Abstract

Pulmonary idiopathic fibrosis (IPF) is characterized by a proliferative landscape, which recalls that of cancer. Moreover, IPF diagnosis is associated to a significantly higher risk of lung cancer (LC) development. We  evaluated a cohort of 28 IPF patients followed in our Institution who subsequently developed lung cancer, 21 were males and the remaining 7 females. The median age at IPF diagnosis was 66.3 years, and the median interval to subsequent LC onset was 2.75 years. Most patients (22) were past or current smokers, 14 referred heart diseases, 11 other lung diseases (COPD, OSAS), 5 gastroesophageal reflux disease and 6 diabetes.
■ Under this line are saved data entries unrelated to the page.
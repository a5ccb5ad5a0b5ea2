//! Update throttle
//!
//! Keeps callers from refreshing vehicle data faster than the upstream
//! service tolerates. The gate performs no I/O; the client records a success
//! only after a fetch actually completed.

use std::time::Duration;

use chrono::{DateTime, Utc};

/// Minimum-interval gate for data refreshes
#[derive(Debug, Clone)]
pub struct UpdateGate {
    min_interval: Duration,
    last_success_at: Option<DateTime<Utc>>,
}

impl UpdateGate {
    pub fn new(min_interval: Duration) -> Self {
        Self {
            min_interval,
            last_success_at: None,
        }
    }

    /// True iff nothing was fetched yet or more than `min_interval` has
    /// elapsed since the last successful fetch.
    pub fn should_fetch(&self, now: DateTime<Utc>) -> bool {
        match self.last_success_at {
            None => true,
            Some(last) => match (now - last).to_std() {
                Ok(elapsed) => elapsed > self.min_interval,
                // clock went backwards
                Err(_) => false,
            },
        }
    }

    pub fn record_success(&mut self, now: DateTime<Utc>) {
        self.last_success_at = Some(now);
    }

    pub fn last_success_at(&self) -> Option<DateTime<Utc>> {
        self.last_success_at
    }

    pub fn min_interval(&self) -> Duration {
        self.min_interval
    }
}

#[cfg(test)]
mod tests {
    use super::*;
    use chrono::TimeZone;

    fn t0() -> DateTime<Utc> {
        Utc.with_ymd_and_hms(2024, 3, 1, 8, 0, 0).unwrap()
    }

    #[test]
    fn test_first_call_fetches() {
        let gate = UpdateGate::new(Duration::from_secs(600));
        assert!(gate.should_fetch(t0()));
        assert_eq!(gate.last_success_at(), None);
    }

    #[test]
    fn test_within_interval_is_throttled() {
        let mut gate = UpdateGate::new(Duration::from_secs(600));
        gate.record_success(t0());

        for secs in [1, 60, 599, 600] {
            let now = t0() + chrono::Duration::seconds(secs);
            assert!(!gate.should_fetch(now), "fetch allowed after {secs}s");
        }
    }

    #[test]
    fn test_after_interval_fetches() {
        let mut gate = UpdateGate::new(Duration::from_secs(600));
        gate.record_success(t0());

        let just_after = t0() + chrono::Duration::milliseconds(600_001);
        assert!(gate.should_fetch(just_after));
        assert!(gate.should_fetch(t0() + chrono::Duration::hours(3)));
    }

    #[test]
    fn test_record_success_moves_window() {
        let mut gate = UpdateGate::new(Duration::from_secs(60));
        gate.record_success(t0());
        let later = t0() + chrono::Duration::seconds(61);
        assert!(gate.should_fetch(later));

        gate.record_success(later);
        assert!(!gate.should_fetch(later + chrono::Duration::seconds(30)));
        assert_eq!(gate.last_success_at(), Some(later));
    }

    #[test]
    fn test_clock_going_backwards_does_not_fetch() {
        let mut gate = UpdateGate::new(Duration::from_secs(60));
        gate.record_success(t0());
        assert!(!gate.should_fetch(t0() - chrono::Duration::seconds(5)));
    }
}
Adenocarcinoma was diagnosed in 18 cases, 5 were squamous cell carcinomas and 4 small cell LC; the remaining were undifferentiated cancers; 15 out of the 28 cases carried early-stage disease defined as peripheral nodule in parenchyma spared from dense fibrosis. In most cases (21) PD-L1 was poorly expressed. Therapeutic approaches were decided based on disease stage, patient performance status and after multidisciplinary evaluation. The median overall survival was 16.3 months. The entire dataset was then processed according to partitioning method and clustering analysis by using JMP software too. Overall, the most relevant parameters associated to patient outcomes (death) are IPF treatments,smoking habit and age at IPF diagnosis in females and IPF treatments, comorbidities and tumor stages in males. Quite unespectedly, according to the decision tree, concomitant comorbities best predict resposne (patient time to death) irrespective of cancer histotype and stage and IPF severity.